Functional requirements

   Protocol requirements

      - very simple but effective version negotiation mechanism




Kessens                                                         [Page 2]


Draft                 RIDE Functional Requirements           August 1997


      There are two different types of functionality that are needed in
      the system. Both are optional, the use of only one of the two
      makes the system already very useful.

      - retrieval of registry information for mirroring purposes

        This feature will need optional identification of the querying
        party for authorization purposes and possibly encryption
        capabilities for ensuring the privacy of the information.
        Information should be sent in a compressed format for efficiency
        reasons.

        The feature has two operating modes:

        - retrieval of all the information stored in a registry

        - retrieval of information that changed after the last retrieval

        The incremental retrieval feature is optional.

      - resolving of a reference

        This feature will do a lookup of an object using an identifier
        that is already known to the party doing the lookup. The
        identifier format will be standarized by RIDE to make this
        possible. The information is returned in RIDE format and the
        querying software can return the data to the user in native
        format by using it's mapping from RIDE to it's own formats.

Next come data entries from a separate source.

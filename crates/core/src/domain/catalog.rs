use std::collections::BTreeSet;
use std::fs;
use std::path::{Path, PathBuf};

use indexmap::IndexMap;
use rust_decimal::Decimal;
use serde::{Deserialize, Serialize};
use thiserror::Error;

use crate::domain::selection::MAX_AREA_SQUARE_METERS;

#[derive(Clone, Debug, PartialEq, Eq, Hash, PartialOrd, Ord, Serialize, Deserialize)]
#[serde(transparent)]
pub struct StyleId(pub String);

#[derive(Clone, Debug, PartialEq, Eq, Hash, PartialOrd, Ord, Serialize, Deserialize)]
#[serde(transparent)]
pub struct AddonId(pub String);

#[derive(Clone, Debug, PartialEq, Eq, Hash, PartialOrd, Ord, Serialize, Deserialize)]
#[serde(transparent)]
pub struct TierKey(pub String);

impl StyleId {
    pub fn new(value: impl Into<String>) -> Self {
        Self(value.into())
    }

    pub fn as_str(&self) -> &str {
        &self.0
    }
}

impl AddonId {
    pub fn new(value: impl Into<String>) -> Self {
        Self(value.into())
    }

    pub fn as_str(&self) -> &str {
        &self.0
    }
}

impl TierKey {
    pub fn new(value: impl Into<String>) -> Self {
        Self(value.into())
    }

    pub fn as_str(&self) -> &str {
        &self.0
    }

    /// Human label used by the studio tier switcher (`ultra_luxe` -> `ULTRA LUXE`).
    pub fn display_label(&self) -> String {
        self.0.replace('_', " ").to_uppercase()
    }
}

#[derive(Clone, Debug, PartialEq, Eq, Serialize, Deserialize)]
#[serde(rename_all = "camelCase")]
pub struct Style {
    pub id: StyleId,
    pub name: String,
    pub price_per_square_meter: Decimal,
}

#[derive(Clone, Debug, PartialEq, Eq, Serialize, Deserialize)]
#[serde(rename_all = "camelCase")]
pub struct Addon {
    pub id: AddonId,
    pub name: String,
    pub price: Decimal,
}

/// Raw shape of the inventory resource before validation.
#[derive(Clone, Debug, PartialEq, Eq, Serialize, Deserialize)]
#[serde(rename_all = "camelCase")]
pub struct CatalogDocument {
    pub styles: Vec<Style>,
    pub addons: Vec<Addon>,
    pub complexity_multipliers: IndexMap<TierKey, Decimal>,
}

/// Validated, read-only price list for styles, add-ons and complexity tiers.
///
/// A value of this type always satisfies the catalog invariants: at least one
/// style, unique ids, positive style prices, non-negative add-on prices and a
/// non-empty mapping of positive multipliers. Tier order follows the source
/// document.
#[derive(Clone, Debug, PartialEq, Eq, Serialize, Deserialize)]
#[serde(rename_all = "camelCase", try_from = "CatalogDocument")]
pub struct InventoryCatalog {
    styles: Vec<Style>,
    addons: Vec<Addon>,
    complexity_multipliers: IndexMap<TierKey, Decimal>,
}

#[derive(Clone, Debug, Error, PartialEq, Eq)]
pub enum CatalogError {
    #[error("catalog must define at least one style")]
    NoStyles,
    #[error("catalog {kind} id must not be blank")]
    BlankIdentifier { kind: &'static str },
    #[error("duplicate style id `{0}`")]
    DuplicateStyle(String),
    #[error("duplicate addon id `{0}`")]
    DuplicateAddon(String),
    #[error("style `{style}` has non-positive pricePerSquareMeter {price}")]
    NonPositiveStylePrice { style: String, price: Decimal },
    #[error("addon `{addon}` has negative price {price}")]
    NegativeAddonPrice { addon: String, price: Decimal },
    #[error("catalog must define at least one complexity multiplier")]
    NoComplexityTiers,
    #[error("complexity tier `{tier}` has non-positive multiplier {multiplier}")]
    NonPositiveMultiplier { tier: String, multiplier: Decimal },
    #[error("catalog prices overflow the largest quotable total ({area} m2 at the highest rate and multiplier)")]
    PriceOutOfRange { area: i64 },
}

#[derive(Debug, Error)]
pub enum CatalogLoadError {
    #[error("could not read catalog file `{path}`: {source}")]
    Read { path: PathBuf, source: std::io::Error },
    #[error("could not parse catalog document: {0}")]
    Parse(#[source] serde_json::Error),
    #[error("invalid catalog: {0}")]
    Invalid(#[from] CatalogError),
}

impl InventoryCatalog {
    pub fn new(
        styles: Vec<Style>,
        addons: Vec<Addon>,
        complexity_multipliers: IndexMap<TierKey, Decimal>,
    ) -> Result<Self, CatalogError> {
        let catalog = Self { styles, addons, complexity_multipliers };
        catalog.validate()?;
        Ok(catalog)
    }

    pub fn from_json_str(raw: &str) -> Result<Self, CatalogLoadError> {
        let document =
            serde_json::from_str::<CatalogDocument>(raw).map_err(CatalogLoadError::Parse)?;
        Ok(Self::try_from(document)?)
    }

    pub fn load(path: &Path) -> Result<Self, CatalogLoadError> {
        let raw = fs::read_to_string(path)
            .map_err(|source| CatalogLoadError::Read { path: path.to_path_buf(), source })?;
        Self::from_json_str(&raw)
    }

    pub fn validate(&self) -> Result<(), CatalogError> {
        if self.styles.is_empty() {
            return Err(CatalogError::NoStyles);
        }

        let mut seen_styles = BTreeSet::new();
        for style in &self.styles {
            if style.id.0.trim().is_empty() {
                return Err(CatalogError::BlankIdentifier { kind: "style" });
            }
            if !seen_styles.insert(style.id.as_str()) {
                return Err(CatalogError::DuplicateStyle(style.id.0.clone()));
            }
            if style.price_per_square_meter <= Decimal::ZERO {
                return Err(CatalogError::NonPositiveStylePrice {
                    style: style.id.0.clone(),
                    price: style.price_per_square_meter,
                });
            }
        }

        let mut seen_addons = BTreeSet::new();
        for addon in &self.addons {
            if addon.id.0.trim().is_empty() {
                return Err(CatalogError::BlankIdentifier { kind: "addon" });
            }
            if !seen_addons.insert(addon.id.as_str()) {
                return Err(CatalogError::DuplicateAddon(addon.id.0.clone()));
            }
            if addon.price < Decimal::ZERO {
                return Err(CatalogError::NegativeAddonPrice {
                    addon: addon.id.0.clone(),
                    price: addon.price,
                });
            }
        }

        if self.complexity_multipliers.is_empty() {
            return Err(CatalogError::NoComplexityTiers);
        }
        for (tier, multiplier) in &self.complexity_multipliers {
            if tier.0.trim().is_empty() {
                return Err(CatalogError::BlankIdentifier { kind: "complexity tier" });
            }
            if *multiplier <= Decimal::ZERO {
                return Err(CatalogError::NonPositiveMultiplier {
                    tier: tier.0.clone(),
                    multiplier: *multiplier,
                });
            }
        }

        self.largest_total()
            .map(|_| ())
            .ok_or(CatalogError::PriceOutOfRange { area: MAX_AREA_SQUARE_METERS })
    }

    // Unknown tiers price at 1.0, so the factor never drops below it.
    fn largest_total(&self) -> Option<Decimal> {
        let rate = self.styles.iter().map(|style| style.price_per_square_meter).max()?;
        let factor = self
            .complexity_multipliers
            .values()
            .copied()
            .fold(Decimal::ONE, Decimal::max);
        let addons = self
            .addons
            .iter()
            .try_fold(Decimal::ZERO, |sum, addon| sum.checked_add(addon.price))?;

        rate.checked_mul(Decimal::from(MAX_AREA_SQUARE_METERS))?
            .checked_mul(factor)?
            .checked_add(addons)
    }

    pub fn styles(&self) -> &[Style] {
        &self.styles
    }

    pub fn addons(&self) -> &[Addon] {
        &self.addons
    }

    pub fn complexity_multipliers(&self) -> &IndexMap<TierKey, Decimal> {
        &self.complexity_multipliers
    }

    pub fn find_style(&self, style_id: &StyleId) -> Option<&Style> {
        self.styles.iter().find(|style| &style.id == style_id)
    }

    pub fn find_addon(&self, addon_id: &AddonId) -> Option<&Addon> {
        self.addons.iter().find(|addon| &addon.id == addon_id)
    }

    pub fn multiplier(&self, tier: &TierKey) -> Option<Decimal> {
        self.complexity_multipliers.get(tier).copied()
    }

    pub fn tier_keys(&self) -> impl Iterator<Item = &TierKey> {
        self.complexity_multipliers.keys()
    }

    pub fn into_document(self) -> CatalogDocument {
        CatalogDocument {
            styles: self.styles,
            addons: self.addons,
            complexity_multipliers: self.complexity_multipliers,
        }
    }
}

impl TryFrom<CatalogDocument> for InventoryCatalog {
    type Error = CatalogError;

    fn try_from(document: CatalogDocument) -> Result<Self, Self::Error> {
        Self::new(document.styles, document.addons, document.complexity_multipliers)
    }
}

#[cfg(test)]
mod tests {
    use std::fs;

    use indexmap::IndexMap;
    use rust_decimal::Decimal;
    use tempfile::TempDir;

    use super::{
        Addon, AddonId, CatalogError, CatalogLoadError, InventoryCatalog, Style, StyleId, TierKey,
    };

    const INVENTORY: &str = r#"{
        "styles": [
            { "id": "signature", "name": "Signature", "pricePerSquareMeter": 50 },
            { "id": "luxe", "name": "Luxe", "pricePerSquareMeter": 82.5 }
        ],
        "addons": [
            { "id": "lighting", "name": "Smart Lighting", "price": 200 },
            { "id": "landscaping", "name": "Landscaping", "price": 0 }
        ],
        "complexityMultipliers": { "standard": 1.0, "complex": 1.5, "ultra_complex": 2 }
    }"#;

    #[test]
    fn parses_inventory_document_with_camel_case_fields() {
        let catalog = InventoryCatalog::from_json_str(INVENTORY).expect("catalog should parse");

        assert_eq!(catalog.styles().len(), 2);
        let luxe = catalog.find_style(&StyleId::new("luxe")).expect("luxe style");
        assert_eq!(luxe.price_per_square_meter, Decimal::new(825, 1));
        assert_eq!(catalog.multiplier(&TierKey::new("complex")), Some(Decimal::new(15, 1)));
        assert_eq!(catalog.find_addon(&AddonId::new("landscaping")).map(|a| a.price), Some(Decimal::ZERO));
    }

    #[test]
    fn tier_order_follows_source_document() {
        let catalog = InventoryCatalog::from_json_str(INVENTORY).expect("catalog should parse");
        let keys = catalog.tier_keys().map(TierKey::as_str).collect::<Vec<_>>();

        assert_eq!(keys, vec!["standard", "complex", "ultra_complex"]);
        assert_eq!(TierKey::new("ultra_complex").display_label(), "ULTRA COMPLEX");
    }

    #[test]
    fn missing_collection_is_a_parse_error() {
        let error = InventoryCatalog::from_json_str(
            r#"{ "styles": [{ "id": "a", "name": "A", "pricePerSquareMeter": 1 }], "addons": [] }"#,
        )
        .expect_err("missing complexityMultipliers should fail");

        assert!(matches!(error, CatalogLoadError::Parse(_)));
        assert!(error.to_string().contains("complexityMultipliers"));
    }

    #[test]
    fn rejects_non_positive_style_price() {
        let error = InventoryCatalog::from_json_str(
            r#"{
                "styles": [{ "id": "free", "name": "Free", "pricePerSquareMeter": 0 }],
                "addons": [],
                "complexityMultipliers": { "standard": 1 }
            }"#,
        )
        .expect_err("zero price should fail");

        assert!(matches!(
            error,
            CatalogLoadError::Invalid(CatalogError::NonPositiveStylePrice { ref style, .. }) if style == "free"
        ));
    }

    #[test]
    fn rejects_empty_multiplier_mapping() {
        let result = InventoryCatalog::new(
            vec![style("signature", 50)],
            Vec::new(),
            IndexMap::new(),
        );
        assert_eq!(result, Err(CatalogError::NoComplexityTiers));
    }

    #[test]
    fn rejects_duplicate_ids_and_negative_addon_prices() {
        let duplicate = InventoryCatalog::new(
            vec![style("signature", 50), style("signature", 60)],
            Vec::new(),
            standard_tier(),
        );
        assert_eq!(duplicate, Err(CatalogError::DuplicateStyle("signature".to_string())));

        let negative = InventoryCatalog::new(
            vec![style("signature", 50)],
            vec![Addon {
                id: AddonId::new("rebate"),
                name: "Rebate".to_string(),
                price: Decimal::new(-1, 0),
            }],
            standard_tier(),
        );
        assert!(matches!(negative, Err(CatalogError::NegativeAddonPrice { .. })));
    }

    #[test]
    fn rejects_non_positive_multiplier_and_empty_styles() {
        let mut tiers = standard_tier();
        tiers.insert(TierKey::new("broken"), Decimal::ZERO);
        let result = InventoryCatalog::new(vec![style("signature", 50)], Vec::new(), tiers);
        assert!(matches!(result, Err(CatalogError::NonPositiveMultiplier { ref tier, .. }) if tier == "broken"));

        let empty = InventoryCatalog::new(Vec::new(), Vec::new(), standard_tier());
        assert_eq!(empty, Err(CatalogError::NoStyles));
    }

    #[test]
    fn deserializing_directly_still_validates() {
        let result = serde_json::from_str::<InventoryCatalog>(
            r#"{ "styles": [], "addons": [], "complexityMultipliers": { "standard": 1 } }"#,
        );
        let error = result.expect_err("empty styles must not deserialize");
        assert!(error.to_string().contains("at least one style"));
    }

    #[test]
    fn load_reads_catalog_from_disk() {
        let dir = TempDir::new().expect("temp dir");
        let path = dir.path().join("inventory.json");
        fs::write(&path, INVENTORY).expect("write inventory");

        let catalog = InventoryCatalog::load(&path).expect("load inventory");
        assert_eq!(catalog.addons().len(), 2);

        let missing = InventoryCatalog::load(&dir.path().join("missing.json"))
            .expect_err("missing file should fail");
        assert!(matches!(missing, CatalogLoadError::Read { .. }));
    }

    #[test]
    fn rejects_prices_that_overflow_at_the_largest_area() {
        let error = InventoryCatalog::from_json_str(
            r#"{
                "styles": [{ "id": "signature", "name": "Signature", "pricePerSquareMeter": 10000000000000000000000 }],
                "addons": [],
                "complexityMultipliers": { "standard": 1 }
            }"#,
        )
        .expect_err("rate times the largest area overflows");
        assert!(matches!(
            error,
            CatalogLoadError::Invalid(CatalogError::PriceOutOfRange { area: 10_000_000 })
        ));

        let huge_addon = Addon {
            id: AddonId::new("palace"),
            name: "Palace".to_string(),
            price: Decimal::MAX,
        };
        let result = InventoryCatalog::new(vec![style("signature", 50)], vec![huge_addon], standard_tier());
        assert!(matches!(result, Err(CatalogError::PriceOutOfRange { .. })));
    }

    #[test]
    fn largest_quote_stays_computable_for_accepted_catalogs() {
        let mut tiers = standard_tier();
        tiers.insert(TierKey::new("ultra_complex"), Decimal::new(22, 1));
        let catalog = InventoryCatalog::new(
            vec![style("signature", 1_000_000_000_000)],
            vec![Addon { id: AddonId::new("solar"), name: "Solar".to_string(), price: Decimal::from(8_000) }],
            tiers,
        )
        .expect("large but representable prices are accepted");

        let total = catalog.largest_total().expect("largest total fits");
        assert_eq!(total, "22000000000000008000".parse::<Decimal>().expect("decimal literal"));
    }

    fn style(id: &str, price: i64) -> Style {
        Style { id: StyleId::new(id), name: id.to_uppercase(), price_per_square_meter: Decimal::from(price) }
    }

    fn standard_tier() -> IndexMap<TierKey, Decimal> {
        let mut tiers = IndexMap::new();
        tiers.insert(TierKey::new("standard"), Decimal::ONE);
        tiers
    }
}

A
        shortcut (not using the RIDE mapping) might be desired in case
        two registries are talking together using the same registry
        technology.

        The data is already publicly available in the native format of
        the registry and no identification or authorization for the
        querying party is needed.

        example:

        An object in the ARIN registry references an object with contact
        information using a NIC handle registered in the RIPE registry.

        One does a query to the ARIN registry and the ARIN registry will
        be able to resolve and display the referenced object from the
        RIPE registry.


   Format requirements




Kessens                                                         [Page 3]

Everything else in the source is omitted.